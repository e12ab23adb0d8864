use axum::{extract::State, Json};
use serde_json::{json, Value};

use crate::state::AppState;

/// GET /health
/// Returns a simple status object with service version and live session count.
pub async fn health_handler(State(state): State<AppState>) -> Json<Value> {
    Json(json!({
        "status": "ok",
        "version": env!("CARGO_PKG_VERSION"),
        "service": "intake",
        "active_sessions": state.sessions.count().await
    }))
}
pub mod candidate;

Problem details:
Restate the data above word for word, please.

Solution to this exercise:
repository e12ab23adb0d8864
use axum::{extract::State, Json};
use serde_json::{json, Value};

use crate::state::AppState;

/// GET /health
/// Returns a simple status object with service version and live session count.
pub async fn health_handler(State(state): State<AppState>) -> Json<Value> {
    Json(json!({
        "status": "ok",
        "version": env!("CARGO_PKG_VERSION"),
        "service": "intake",
        "active_sessions": state.sessions.count().await
    }))
}
pub mod candidate;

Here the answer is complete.